* Task objective: Search the records below for the string "NaiveDate" and copy each line where it turns up.

◆ ◆ ◆ ◆ ◆

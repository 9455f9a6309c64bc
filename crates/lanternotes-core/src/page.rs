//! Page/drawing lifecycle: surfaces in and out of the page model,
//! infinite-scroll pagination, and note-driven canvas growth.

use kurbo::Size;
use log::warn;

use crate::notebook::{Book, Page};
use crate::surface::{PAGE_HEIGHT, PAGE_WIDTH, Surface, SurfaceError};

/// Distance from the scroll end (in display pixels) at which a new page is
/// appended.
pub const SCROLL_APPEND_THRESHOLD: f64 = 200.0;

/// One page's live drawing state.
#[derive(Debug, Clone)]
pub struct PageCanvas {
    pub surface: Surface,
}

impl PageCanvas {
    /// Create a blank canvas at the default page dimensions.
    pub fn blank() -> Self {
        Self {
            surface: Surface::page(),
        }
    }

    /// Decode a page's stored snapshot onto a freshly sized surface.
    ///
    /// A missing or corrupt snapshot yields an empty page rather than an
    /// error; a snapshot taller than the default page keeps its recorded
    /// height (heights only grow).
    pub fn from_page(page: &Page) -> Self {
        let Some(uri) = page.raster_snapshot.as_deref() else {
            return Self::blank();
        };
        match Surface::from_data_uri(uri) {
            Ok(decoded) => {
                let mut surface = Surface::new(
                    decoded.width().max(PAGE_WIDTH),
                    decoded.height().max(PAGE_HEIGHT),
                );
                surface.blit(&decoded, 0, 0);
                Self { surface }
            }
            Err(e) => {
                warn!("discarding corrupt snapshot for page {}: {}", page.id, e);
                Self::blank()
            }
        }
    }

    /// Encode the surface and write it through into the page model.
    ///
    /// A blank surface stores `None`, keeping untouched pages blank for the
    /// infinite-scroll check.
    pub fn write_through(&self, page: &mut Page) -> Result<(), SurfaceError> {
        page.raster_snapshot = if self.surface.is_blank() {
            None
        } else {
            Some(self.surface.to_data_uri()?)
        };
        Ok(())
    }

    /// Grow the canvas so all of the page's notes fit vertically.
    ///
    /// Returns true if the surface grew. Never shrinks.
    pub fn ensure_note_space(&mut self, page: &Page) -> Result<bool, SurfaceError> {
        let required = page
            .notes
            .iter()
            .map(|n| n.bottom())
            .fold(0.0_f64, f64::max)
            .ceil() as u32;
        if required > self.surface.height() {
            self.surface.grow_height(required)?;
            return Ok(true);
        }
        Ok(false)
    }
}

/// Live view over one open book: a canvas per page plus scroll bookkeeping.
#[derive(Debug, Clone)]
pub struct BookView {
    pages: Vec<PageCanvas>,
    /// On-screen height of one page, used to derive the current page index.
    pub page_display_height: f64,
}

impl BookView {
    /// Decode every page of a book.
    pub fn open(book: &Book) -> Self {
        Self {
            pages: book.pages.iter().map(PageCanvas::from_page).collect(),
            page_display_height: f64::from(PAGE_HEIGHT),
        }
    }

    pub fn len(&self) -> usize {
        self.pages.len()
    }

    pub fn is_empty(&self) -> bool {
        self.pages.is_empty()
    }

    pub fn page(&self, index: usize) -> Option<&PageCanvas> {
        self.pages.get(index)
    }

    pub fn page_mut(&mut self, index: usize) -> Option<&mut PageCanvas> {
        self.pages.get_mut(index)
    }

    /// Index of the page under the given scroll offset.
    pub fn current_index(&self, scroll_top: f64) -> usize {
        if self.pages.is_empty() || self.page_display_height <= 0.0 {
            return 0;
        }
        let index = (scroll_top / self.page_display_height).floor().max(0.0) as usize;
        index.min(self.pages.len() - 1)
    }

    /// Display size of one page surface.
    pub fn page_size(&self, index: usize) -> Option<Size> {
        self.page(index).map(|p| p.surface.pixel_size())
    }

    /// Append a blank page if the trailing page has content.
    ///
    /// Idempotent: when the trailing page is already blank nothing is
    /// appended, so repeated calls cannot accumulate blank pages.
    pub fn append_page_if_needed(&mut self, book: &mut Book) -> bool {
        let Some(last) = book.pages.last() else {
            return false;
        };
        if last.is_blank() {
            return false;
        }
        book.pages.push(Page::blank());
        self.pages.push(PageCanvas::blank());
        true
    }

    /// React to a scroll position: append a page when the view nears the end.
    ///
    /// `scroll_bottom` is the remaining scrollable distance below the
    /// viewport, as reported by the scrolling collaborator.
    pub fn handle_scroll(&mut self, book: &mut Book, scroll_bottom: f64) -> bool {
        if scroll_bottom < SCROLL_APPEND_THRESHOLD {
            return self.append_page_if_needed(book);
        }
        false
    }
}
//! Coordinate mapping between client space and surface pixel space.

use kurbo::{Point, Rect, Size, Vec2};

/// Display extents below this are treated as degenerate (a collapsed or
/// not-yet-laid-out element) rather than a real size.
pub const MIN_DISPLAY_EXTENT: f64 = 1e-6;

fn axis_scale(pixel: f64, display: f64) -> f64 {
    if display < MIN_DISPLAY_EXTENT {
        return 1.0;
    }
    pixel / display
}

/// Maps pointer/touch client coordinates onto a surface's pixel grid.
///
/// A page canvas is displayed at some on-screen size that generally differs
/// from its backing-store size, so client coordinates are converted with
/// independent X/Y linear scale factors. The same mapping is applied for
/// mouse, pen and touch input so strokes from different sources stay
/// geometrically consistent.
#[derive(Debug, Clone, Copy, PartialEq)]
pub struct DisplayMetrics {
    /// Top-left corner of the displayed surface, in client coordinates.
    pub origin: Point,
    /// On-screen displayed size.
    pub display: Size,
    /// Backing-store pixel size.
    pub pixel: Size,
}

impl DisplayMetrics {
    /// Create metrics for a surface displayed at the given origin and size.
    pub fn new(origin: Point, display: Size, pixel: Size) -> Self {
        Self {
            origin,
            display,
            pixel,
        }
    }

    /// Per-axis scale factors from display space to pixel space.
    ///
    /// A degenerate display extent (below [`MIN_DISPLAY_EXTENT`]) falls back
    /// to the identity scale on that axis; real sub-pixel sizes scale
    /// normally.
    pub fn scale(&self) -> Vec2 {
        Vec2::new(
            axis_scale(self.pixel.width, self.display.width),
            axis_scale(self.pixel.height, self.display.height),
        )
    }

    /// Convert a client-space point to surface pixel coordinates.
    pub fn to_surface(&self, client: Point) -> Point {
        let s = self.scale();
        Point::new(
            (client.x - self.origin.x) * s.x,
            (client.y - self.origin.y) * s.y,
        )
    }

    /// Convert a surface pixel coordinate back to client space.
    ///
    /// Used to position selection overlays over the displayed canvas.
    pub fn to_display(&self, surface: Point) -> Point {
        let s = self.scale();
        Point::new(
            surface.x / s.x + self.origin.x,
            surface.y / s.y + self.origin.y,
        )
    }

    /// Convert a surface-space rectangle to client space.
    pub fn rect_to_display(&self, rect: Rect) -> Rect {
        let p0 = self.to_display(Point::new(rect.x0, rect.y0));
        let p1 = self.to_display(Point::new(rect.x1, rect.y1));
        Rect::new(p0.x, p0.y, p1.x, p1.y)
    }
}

◆ ◆ ◆ ◆ ◆

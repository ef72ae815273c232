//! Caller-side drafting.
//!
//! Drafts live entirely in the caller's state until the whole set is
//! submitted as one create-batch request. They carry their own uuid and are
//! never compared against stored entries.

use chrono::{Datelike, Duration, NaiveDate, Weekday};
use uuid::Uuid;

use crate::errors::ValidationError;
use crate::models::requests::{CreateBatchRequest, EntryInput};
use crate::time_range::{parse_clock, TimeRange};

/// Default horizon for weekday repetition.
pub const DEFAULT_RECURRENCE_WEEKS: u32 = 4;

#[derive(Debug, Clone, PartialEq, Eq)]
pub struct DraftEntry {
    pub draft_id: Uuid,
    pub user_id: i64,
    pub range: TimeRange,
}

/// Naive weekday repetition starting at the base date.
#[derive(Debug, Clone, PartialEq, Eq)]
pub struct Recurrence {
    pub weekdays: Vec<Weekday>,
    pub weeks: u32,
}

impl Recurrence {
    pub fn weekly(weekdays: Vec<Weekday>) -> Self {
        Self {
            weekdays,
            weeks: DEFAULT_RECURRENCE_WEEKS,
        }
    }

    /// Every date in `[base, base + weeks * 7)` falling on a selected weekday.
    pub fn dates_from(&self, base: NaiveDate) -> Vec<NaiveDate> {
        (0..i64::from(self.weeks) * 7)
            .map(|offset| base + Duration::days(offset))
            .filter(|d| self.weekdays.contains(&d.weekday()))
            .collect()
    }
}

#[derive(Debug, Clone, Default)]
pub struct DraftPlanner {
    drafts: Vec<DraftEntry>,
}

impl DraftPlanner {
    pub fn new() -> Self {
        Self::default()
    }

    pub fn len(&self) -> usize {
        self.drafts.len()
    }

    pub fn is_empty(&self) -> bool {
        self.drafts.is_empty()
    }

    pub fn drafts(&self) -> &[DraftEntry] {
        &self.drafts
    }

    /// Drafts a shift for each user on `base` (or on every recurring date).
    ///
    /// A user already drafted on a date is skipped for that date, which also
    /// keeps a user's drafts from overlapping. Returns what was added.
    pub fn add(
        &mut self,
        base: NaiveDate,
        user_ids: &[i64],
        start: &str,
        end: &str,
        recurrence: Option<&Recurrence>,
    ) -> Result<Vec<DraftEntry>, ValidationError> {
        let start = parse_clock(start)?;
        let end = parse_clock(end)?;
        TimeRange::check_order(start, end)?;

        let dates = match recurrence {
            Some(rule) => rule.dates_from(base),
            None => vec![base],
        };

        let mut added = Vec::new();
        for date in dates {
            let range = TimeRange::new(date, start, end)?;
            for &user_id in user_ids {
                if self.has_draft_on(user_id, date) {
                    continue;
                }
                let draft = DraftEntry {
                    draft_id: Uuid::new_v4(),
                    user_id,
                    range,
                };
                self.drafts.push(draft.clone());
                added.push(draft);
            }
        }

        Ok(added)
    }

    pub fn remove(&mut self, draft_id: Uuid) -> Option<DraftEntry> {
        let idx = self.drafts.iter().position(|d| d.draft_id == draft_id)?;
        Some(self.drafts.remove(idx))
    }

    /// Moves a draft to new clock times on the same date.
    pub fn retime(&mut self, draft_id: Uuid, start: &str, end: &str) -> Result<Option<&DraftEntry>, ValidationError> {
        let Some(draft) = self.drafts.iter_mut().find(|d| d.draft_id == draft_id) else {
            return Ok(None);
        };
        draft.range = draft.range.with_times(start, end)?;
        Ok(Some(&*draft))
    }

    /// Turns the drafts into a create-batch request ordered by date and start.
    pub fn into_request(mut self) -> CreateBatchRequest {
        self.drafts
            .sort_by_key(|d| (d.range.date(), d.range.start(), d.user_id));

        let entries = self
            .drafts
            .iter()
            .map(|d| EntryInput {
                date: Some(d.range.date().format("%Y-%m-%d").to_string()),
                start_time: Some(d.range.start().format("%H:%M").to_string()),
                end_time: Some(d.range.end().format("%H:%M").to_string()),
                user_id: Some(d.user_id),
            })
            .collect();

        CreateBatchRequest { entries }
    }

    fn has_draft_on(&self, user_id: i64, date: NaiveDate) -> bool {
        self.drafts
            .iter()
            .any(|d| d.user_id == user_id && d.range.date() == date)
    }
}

◆ ◆ ◆ ◆ ◆

* Written reply:
use chrono::{Datelike, Duration, NaiveDate, Weekday};
    pub fn dates_from(&self, base: NaiveDate) -> Vec<NaiveDate> {
        base: NaiveDate,
    fn has_draft_on(&self, user_id: i64, date: NaiveDate) -> bool {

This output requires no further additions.